[Records excerpted from a collection]
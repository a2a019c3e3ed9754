//! Server configuration from the command line and environment.

use std::net::{IpAddr, Ipv4Addr, Ipv6Addr, SocketAddr};

use clap::Parser;

use crate::constants::{DEFAULT_BIND, DEFAULT_DATABASE};

#[derive(Debug, Clone, Parser)]
#[command(name = "todolog-server", version, about = "Todo server with a replicated change log")]
pub struct ServerConfig {
    /// SQLite database path (`:memory:` for a throwaway store).
    #[arg(long, env = "TODOLOG_DATABASE", default_value = DEFAULT_DATABASE)]
    pub database: String,

    /// Address to listen on.
    #[arg(long, env = "TODOLOG_BIND", default_value = DEFAULT_BIND)]
    pub bind: SocketAddr,

    /// Base URL of the upstream shape log service. Defaults to this server's
    /// own embedded service.
    #[arg(long, env = "TODOLOG_LOG_SERVICE_URL")]
    pub log_service_url: Option<String>,
}

impl ServerConfig {
    /// Upstream base URL, given the address the server actually bound.
    pub fn resolve_log_service_url(&self, local: SocketAddr) -> String {
        match &self.log_service_url {
            Some(url) => url.trim_end_matches('/').to_string(),
            None => self_url(local),
        }
    }
}

/// A URL that reaches this process. Wildcard binds are reached over loopback.
fn self_url(local: SocketAddr) -> String {
    let ip = match local.ip() {
        IpAddr::V4(ip) if ip.is_unspecified() => IpAddr::V4(Ipv4Addr::LOCALHOST),
        IpAddr::V6(ip) if ip.is_unspecified() => IpAddr::V6(Ipv6Addr::LOCALHOST),
        ip => ip,
    };
    format!("http://{}", SocketAddr::new(ip, local.port()))
}
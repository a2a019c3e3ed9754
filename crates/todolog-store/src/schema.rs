//! Table, clock, and trigger definitions.

pub(crate) const SCHEMA: &str = r#"
-- Items (one row per todo)
CREATE TABLE IF NOT EXISTS todos (
    id TEXT PRIMARY KEY,
    title TEXT NOT NULL,
    completed INTEGER NOT NULL DEFAULT 0,
    created_at INTEGER NOT NULL DEFAULT (CAST(unixepoch('subsec') * 1000 AS INTEGER)),
    updated_at INTEGER NOT NULL DEFAULT (CAST(unixepoch('subsec') * 1000 AS INTEGER))
);
CREATE INDEX IF NOT EXISTS idx_todos_created ON todos(created_at);

-- Commit clock (single row). Bumped first thing in every write transaction.
CREATE TABLE IF NOT EXISTS commit_clock (
    id INTEGER PRIMARY KEY CHECK (id = 1),
    txid INTEGER NOT NULL
);
INSERT OR IGNORE INTO commit_clock (id, txid) VALUES (1, 0);

-- Change log (append-only, immutable)
CREATE TABLE IF NOT EXISTS todo_changes (
    seq INTEGER PRIMARY KEY AUTOINCREMENT,
    txid INTEGER NOT NULL,
    operation TEXT NOT NULL,
    key TEXT NOT NULL,
    value TEXT
);
CREATE INDEX IF NOT EXISTS idx_todo_changes_txid ON todo_changes(txid);

CREATE TRIGGER IF NOT EXISTS todos_log_insert AFTER INSERT ON todos
BEGIN
    INSERT INTO todo_changes (txid, operation, key, value)
    VALUES (
        (SELECT txid FROM commit_clock WHERE id = 1),
        'insert',
        NEW.id,
        json_object(
            'id', NEW.id,
            'title', NEW.title,
            'completed', json(CASE WHEN NEW.completed THEN 'true' ELSE 'false' END),
            'createdAt', NEW.created_at,
            'updatedAt', NEW.updated_at
        )
    );
END;

CREATE TRIGGER IF NOT EXISTS todos_log_update AFTER UPDATE ON todos
BEGIN
    INSERT INTO todo_changes (txid, operation, key, value)
    VALUES (
        (SELECT txid FROM commit_clock WHERE id = 1),
        'update',
        NEW.id,
        json_object(
            'id', NEW.id,
            'title', NEW.title,
            'completed', json(CASE WHEN NEW.completed THEN 'true' ELSE 'false' END),
            'createdAt', NEW.created_at,
            'updatedAt', NEW.updated_at
        )
    );
END;

CREATE TRIGGER IF NOT EXISTS todos_log_delete AFTER DELETE ON todos
BEGIN
    INSERT INTO todo_changes (txid, operation, key, value)
    VALUES ((SELECT txid FROM commit_clock WHERE id = 1), 'delete', OLD.id, NULL);
END;
"#;
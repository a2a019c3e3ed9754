//! `todo`: command-line client for a todolog server.
//!
//! Usage:
//!   todo list
//!   todo add "Buy milk"
//!   todo done 0199          # toggle by id prefix
//!   todo rename 0199 "Buy oat milk"
//!   todo rm 0199 01a3
//!   todo clear              # remove completed items
//!   todo watch              # print the list whenever it changes
//!
//! Every write waits until the change stream has caught up with it.

use anyhow::{Context, Result, bail};
use clap::{Parser, Subcommand};

use todolog_client::{ClientConfig, Mutation, SessionEvent, SessionHandle, Snapshot};
use todolog_types::{Item, ItemChanges, ItemId, NewItem};

/// Optimistic todo list client.
#[derive(Parser, Debug)]
#[command(name = "todo")]
#[command(about = "Command-line client for a todolog server")]
struct Args {
    /// Server base URL
    #[arg(long, env = "TODOLOG_SERVER_URL", default_value = todolog_client::constants::DEFAULT_SERVER_URL)]
    server: String,

    /// Subscription endpoint override (defaults to the server's gateway)
    #[arg(long, env = "TODOLOG_SHAPE_URL")]
    shape_url: Option<String>,

    #[command(subcommand)]
    command: Command,
}

#[derive(Subcommand, Debug)]
enum Command {
    /// Print every item
    List,
    /// Add an item
    Add { title: String },
    /// Flip an item's completed flag
    Done { id: String },
    /// Change an item's title
    Rename { id: String, title: String },
    /// Delete items
    Rm {
        #[arg(required = true)]
        ids: Vec<String>,
    },
    /// Delete every completed item
    Clear,
    /// Print the list on every change until interrupted
    Watch,
}

#[tokio::main]
async fn main() -> Result<()> {
    let _tracing = todolog_telemetry::init_tracing("todo", "warn");
    let args = Args::parse();

    let mut config = ClientConfig::new(&args.server);
    if let Some(url) = args.shape_url {
        config = config.with_shape_url(url);
    }

    let session = todolog_client::connect(config).context("starting session")?;
    let snapshot = session.wait_synced().await.context("waiting for the change stream")?;

    let mutation = match args.command {
        Command::List => {
            print_items(&snapshot.items);
            return Ok(());
        }
        Command::Watch => return watch(&session).await,
        Command::Add { title } => Mutation::Create(NewItem::new(ItemId::generate(), title)),
        Command::Done { id } => Mutation::Toggle { id: resolve(&snapshot, &id)? },
        Command::Rename { id, title } => Mutation::Update {
            id: resolve(&snapshot, &id)?,
            changes: ItemChanges::title(title),
        },
        Command::Rm { ids } => Mutation::Delete {
            ids: ids.iter().map(|id| resolve(&snapshot, id)).collect::<Result<_>>()?,
        },
        Command::Clear => Mutation::ClearCompleted,
    };

    let kind = mutation.kind();
    match session.submit_and_settle(mutation).await? {
        SessionEvent::Reconciled { txid, .. } => tracing::info!(%txid, kind, "reconciled"),
        SessionEvent::NoOp { .. } => println!("nothing to do"),
        event => tracing::debug!(?event, "settled"),
    }

    print_items(&session.snapshot().await?.items);
    Ok(())
}

/// Find the single item whose id starts with `prefix`.
fn resolve(snapshot: &Snapshot, prefix: &str) -> Result<ItemId> {
    let mut matches = snapshot.items.iter().filter(|item| item.id.as_str().starts_with(prefix));
    match (matches.next(), matches.next()) {
        (Some(item), None) => Ok(item.id.clone()),
        (None, _) => bail!("no item matches '{prefix}'"),
        (Some(_), Some(_)) => bail!("'{prefix}' matches more than one item"),
    }
}

fn print_items(items: &[Item]) {
    if items.is_empty() {
        println!("(empty)");
        return;
    }
    for item in items {
        let mark = if item.completed { "x" } else { " " };
        println!("[{mark}] {}  {}", item.id, item.title);
    }
}

async fn watch(session: &SessionHandle) -> Result<()> {
    let mut version = session.subscribe_version();
    let mut shown = session.snapshot().await?;
    print_items(&shown.items);

    loop {
        tokio::select! {
            changed = version.changed() => {
                if changed.is_err() {
                    return Ok(());
                }
            }
            _ = tokio::signal::ctrl_c() => return Ok(()),
        }

        let snapshot = session.snapshot().await?;
        if snapshot.items != shown.items {
            println!();
            print_items(&snapshot.items);
        }
        if snapshot.status.lagging > shown.status.lagging {
            eprintln!("sync lag: {} write(s) not yet on the stream", snapshot.status.lagging);
        }
        shown = snapshot;
    }
}
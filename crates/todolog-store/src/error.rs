//! Error types for storage operations.

use thiserror::Error;
use todolog_types::{ItemId, ValidationError};

/// Errors from the mutation executor and log reads.
///
/// Any error returned from a write means the transaction was rolled back and
/// no watermark was produced.
#[derive(Error, Debug)]
pub enum StoreError {
    /// Input rejected before a transaction was opened.
    #[error(transparent)]
    Validation(#[from] ValidationError),

    /// Update or toggle target does not exist.
    #[error("item not found: {0}")]
    NotFound(ItemId),

    /// Insert collided with an existing id.
    #[error("item already exists: {0}")]
    AlreadyExists(ItemId),

    /// Underlying SQLite failure.
    #[error("sqlite error: {0}")]
    Sqlite(#[from] rusqlite::Error),
}

impl StoreError {
    /// Whether the failure is the caller's fault rather than the engine's.
    pub fn is_client_error(&self) -> bool {
        matches!(
            self,
            StoreError::Validation(_) | StoreError::NotFound(_) | StoreError::AlreadyExists(_)
        )
    }
}
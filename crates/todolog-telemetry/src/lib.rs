//! Tracing setup and trace-context propagation for todolog.
//!
//! Every binary calls [`init_tracing`] once at startup: it installs an
//! `EnvFilter` (from `RUST_LOG`, falling back to the given default) and a
//! stderr fmt layer. With the `telemetry` feature, an OpenTelemetry layer is
//! added when the standard OTel environment variables ask for export:
//!
//! ```bash
//! OTEL_EXPORTER_OTLP_ENDPOINT=http://localhost:4317 cargo run -p todolog-server
//! ```
//!
//! Set `OTEL_SDK_DISABLED=true` to explicitly disable even when the endpoint is set.
//!
//! Trace context crosses the HTTP boundary between the client and the mutation
//! RPC as W3C `traceparent` / `tracestate` headers. Without the feature the
//! propagation helpers are inert.

#[cfg(feature = "telemetry")]
mod otel;

use tracing_subscriber::{EnvFilter, fmt, layer::SubscriberExt, util::SubscriberInitExt};

#[cfg(feature = "telemetry")]
pub use otel::OtelGuard;

/// W3C trace context header names.
pub const TRACEPARENT_HEADER: &str = "traceparent";
pub const TRACESTATE_HEADER: &str = "tracestate";

/// Keeps exporters alive; flushes pending spans on drop.
#[must_use = "dropping the guard shuts down span export"]
pub struct TracingGuard {
    #[cfg(feature = "telemetry")]
    _otel: Option<OtelGuard>,
}

/// Install the global subscriber.
///
/// `default_filter` applies when `RUST_LOG` is unset. Calling this twice is
/// harmless; the second call leaves the first subscriber in place.
pub fn init_tracing(service_name: &str, default_filter: &str) -> TracingGuard {
    let filter =
        EnvFilter::try_from_default_env().unwrap_or_else(|_| EnvFilter::new(default_filter));

    let registry = tracing_subscriber::registry()
        .with(filter)
        .with(fmt::layer().with_writer(std::io::stderr));

    #[cfg(feature = "telemetry")]
    if otel_enabled() {
        match otel::otel_layer(service_name) {
            Ok((layer, guard)) => {
                let _ = registry.with(layer).try_init();
                return TracingGuard { _otel: Some(guard) };
            }
            Err(e) => {
                let _ = registry.try_init();
                tracing::warn!(error = %e, "OTel export requested but exporter failed to build");
                return TracingGuard { _otel: None };
            }
        }
    }

    let _ = service_name;
    let _ = registry.try_init();
    TracingGuard {
        #[cfg(feature = "telemetry")]
        _otel: None,
    }
}

/// Check whether OTel export should be enabled.
///
/// Returns `true` when standard OTel env vars indicate export is desired:
/// - `OTEL_SDK_DISABLED` is NOT set to `"true"`
/// - AND at least one of:
///   - `OTEL_EXPORTER_OTLP_ENDPOINT` is set
///   - `OTEL_TRACES_EXPORTER` is set (and not `"none"`)
pub fn otel_enabled() -> bool {
    if std::env::var("OTEL_SDK_DISABLED")
        .map(|v| v.eq_ignore_ascii_case("true"))
        .unwrap_or(false)
    {
        return false;
    }

    if std::env::var("OTEL_EXPORTER_OTLP_ENDPOINT").is_ok() {
        return true;
    }

    if let Ok(exporter) = std::env::var("OTEL_TRACES_EXPORTER") {
        return !exporter.eq_ignore_ascii_case("none");
    }

    false
}

/// Inject W3C Trace Context from the current tracing span.
///
/// Returns `(traceparent, tracestate)`; both empty when there is nothing to
/// propagate.
pub fn inject_trace_context() -> (String, String) {
    #[cfg(feature = "telemetry")]
    {
        otel::inject_trace_context_impl()
    }
    #[cfg(not(feature = "telemetry"))]
    {
        (String::new(), String::new())
    }
}

/// Extract W3C Trace Context and create a request span linked to the remote
/// parent. `name` labels the operation being served.
pub fn extract_trace_context(traceparent: &str, tracestate: &str, name: &str) -> tracing::Span {
    #[cfg(feature = "telemetry")]
    {
        otel::extract_trace_context_impl(traceparent, tracestate, name)
    }
    #[cfg(not(feature = "telemetry"))]
    {
        let _ = (traceparent, tracestate);
        tracing::info_span!("mutation.request", method = name)
    }
}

TASK DETAILS ->
Transcribe, word for word, the data above from its first line through the line with "a throwaway store).", and include nothing else.

EXERCISE SOLUTION ->
repository a2a019c3e3ed9754
//! Server configuration from the command line and environment.

use std::net::{IpAddr, Ipv4Addr, Ipv6Addr, SocketAddr};

use clap::Parser;

use crate::constants::{DEFAULT_BIND, DEFAULT_DATABASE};

#[derive(Debug, Clone, Parser)]
#[command(name = "todolog-server", version, about = "Todo server with a replicated change log")]
pub struct ServerConfig {
    /// SQLite database path (`:memory:` for a throwaway store).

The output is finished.